The managerial merry-go-round was a slow burner this summer, with Tottenham in particular seemingly struggling to appoint a new boss, but new Premier League managers are now finally in post.
Two are newcomers to Premier League management but both of them have prior experience of English football. Crystal Palace’s new manager Patrick Vieira is an Arsenal legend and Bruno Lage, now in charge at Wolves, previously spent time on Swansea City’s coaching staff.
The other duo measuring up a new office are comparatively experienced with Nuno Espirito Santo swapping Wolves for Spurs and Rafa Benitez controversially returning to Merseyside. Here are the main challenges facing the four new managers in the Premier League this term.
Challenges facing the new Premier League managers
Patrick Vieira (Crystal Palace)
Palace looked at Nuno among various other managers but they eventually plumped for Vieira, who has led Nice in Ligue 1 and New York City FC in MLS so far in his coaching career.

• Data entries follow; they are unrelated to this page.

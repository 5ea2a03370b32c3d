//! Configuration management for everseed.
//!
//! Defines the structure for host-configurable settings.

/// Main configuration structure for the everseed library.
///
/// This struct should be populated by the host application and handed to the
/// respective modules (`SeederDirectory::new`, `WebSeedSource::from_config`).
#[derive(Debug, Clone)]
pub struct EverseedConfig {
    /// Background reseeding settings.
    pub seeder: SeederConfig,

    /// HTTP seed-service settings (used by the `web-seed` feature).
    pub web: WebSeedConfig,
}

impl Default for EverseedConfig {
    fn default() -> Self {
        Self {
            seeder: SeederConfig::default(),
            web: WebSeedConfig::default(),
        }
    }
}

/// Configuration for the background reseeding task.
#[derive(Debug, Clone)]
pub struct SeederConfig {
    /// Sleep between polling passes when no generator consumed seed material,
    /// in milliseconds. Keeps the task from spinning while every registered
    /// generator still has entropy left.
    pub poll_interval_ms: u64,
}

impl Default for SeederConfig {
    fn default() -> Self {
        Self {
            poll_interval_ms: 10,
        }
    }
}

/// Configuration for the HTTP seed-service client.
#[derive(Debug, Clone)]
pub struct WebSeedConfig {
    /// Endpoint base URLs, tried in order. There is no meaningful default
    /// service; the host must supply its own endpoints.
    pub urls: Vec<String>,

    /// Transport timeout per request, in seconds.
    pub timeout_secs: u64,

    /// After a transport failure, further attempts auto-fail for this long
    /// (milliseconds) and `is_worth_trying` reports false.
    pub retry_delay_ms: u64,

    /// Largest number of bytes requested from the service in one call.
    /// Larger seeds are assembled from multiple requests.
    pub max_request_bytes: usize,
}

impl Default for WebSeedConfig {
    fn default() -> Self {
        Self {
            urls: Vec::new(),
            timeout_secs: 10,
            retry_delay_ms: 10_000,
            max_request_bytes: 256,
        }
    }
}
//! Operating-system seed source.
//!
//! The default source: pulls bytes from the platform entropy facility via
//! `rand_core::OsRng`. Always worth trying; failures are only possible when
//! the OS interface itself breaks.

use rand_core::{OsRng, RngCore};

use super::{SeedError, SeedSource, SourceKey};

/// Seed source backed by the operating system's entropy facility.
#[derive(Debug, Clone, Copy, Default)]
pub struct OsSeedSource;

impl OsSeedSource {
    pub fn new() -> Self {
        Self
    }
}

impl SeedSource for OsSeedSource {
    fn generate_seed(&self, length: usize) -> Result<Vec<u8>, SeedError> {
        let mut buf = vec![0u8; length];
        OsRng
            .try_fill_bytes(&mut buf)
            .map_err(|_| SeedError::Unavailable)?;
        Ok(buf)
    }

    fn key(&self) -> SourceKey {
        // All instances read the same OS facility, so they share one key.
        SourceKey::new("os")
    }
}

Overhauling an ageing squad is top of Vieira’s agenda – some 10 players were out of contract at same time Roy Hodgson left the club earlier in the summer – and he has already brought in some fresh blood with the signing of Chelsea’s talented young centre-back Marc Guehi as well as the highly-rated Michael Olise.
Decisions still need to be made over the futures of various experienced professionals like Gary Cahill, while this summer seems set to be another where Wilfried Zaha makes lots of headlines.
The Ivory Coast international has continually pushed for a move away from Selhurst Park but if Vieira can convince the 28-year-old his future is at Palace he will have a natural match-winner. Keeping Zaha would potentially be one of the biggest wins of any of the new Premier League managers.
Rafa Benitez (Everton)
A small minority of Everton fans made their feelings clear when Benitez was first linked with succeeding Carlo Ancelotti, but the Spaniard opted to return to the north-west anyway.
Everton failed to make any real progress under Ancelotti despite the Italian’s lavish wages and heavy spending on his squad, with Benitez expected to take a more pragmatic approach. The mooted signings of Asmir Begovic and Andros Townsend suggest a desire to add more Premier League experience to a squad that has plenty of bright talent coming through.
Ultimately, Benitez has gradually won fans over at previous clubs with Chelsea among those where he has thrived despite being given an initially cold welcome from supporters.
The football served up by Benitez is unlikely to thrill fans but if he can push Everton towards European qualification as work on their new stadium continues, he will have done his job.
Nuno Espirito Santo (Tottenham)
Spurs appeared to make a mess of replacing Jose Mourinho – who was sacked back in April – before eventually opting for Nuno, who should be a relatively safe pair of hands.
Like Vieira at Palace, much will depend on Nuno’s ability to keep his star player at the club. Harry Kane has made it clear he wants a new challenge with champions Manchester City ready to test Spurs’ resolve, though there is no doubt a transfer would be very expensive to complete.
City could end up being priced out of buying Kane and Nuno’s challenge would be managing the England captain’s disappointment at missing out on a move he feels he was promised.
Selling Kane could fund a much-needed squad rebuild and it is unclear how much money there will be for Nuno to spend if the 27-year-old remains in north London. Nuno would surely prefer to have Kane available, but would it be better for Spurs long-term if the striker was to leave?
Bruno Lage (Wolves)
Replacing the Portuguese at Wolves is another of the new Premier League managers and a fellow countryman with ex-Benfica boss Lage having been quickly identified as the man to follow Nuno into the Molineux hotseat.
Nuno took Wolves from the Championship to the Europa League but his leadership had grown stale by the end of his four-year spell, with Lage needing to breathe fresh life into the club.
He will be boosted by the return of Raul Jimenez after a horrendous head injury meant the Mexico striker sat out the majority of last season. But breaching the gap between Wolves and the so-called ‘Big Six’ could be beyond Lage unless Wolves are willing to finance a major investment in a squad that looks to be in severe need of significant additions.
The influence of agent Jorge Mendes at Wolves is also something Lage will have to manage. Lage is a Mendes client at the Gestifute agency but the expected introduction of proposed new regulations regarding agents’ influence at clubs may force a rethink from Wolves owners Fosun.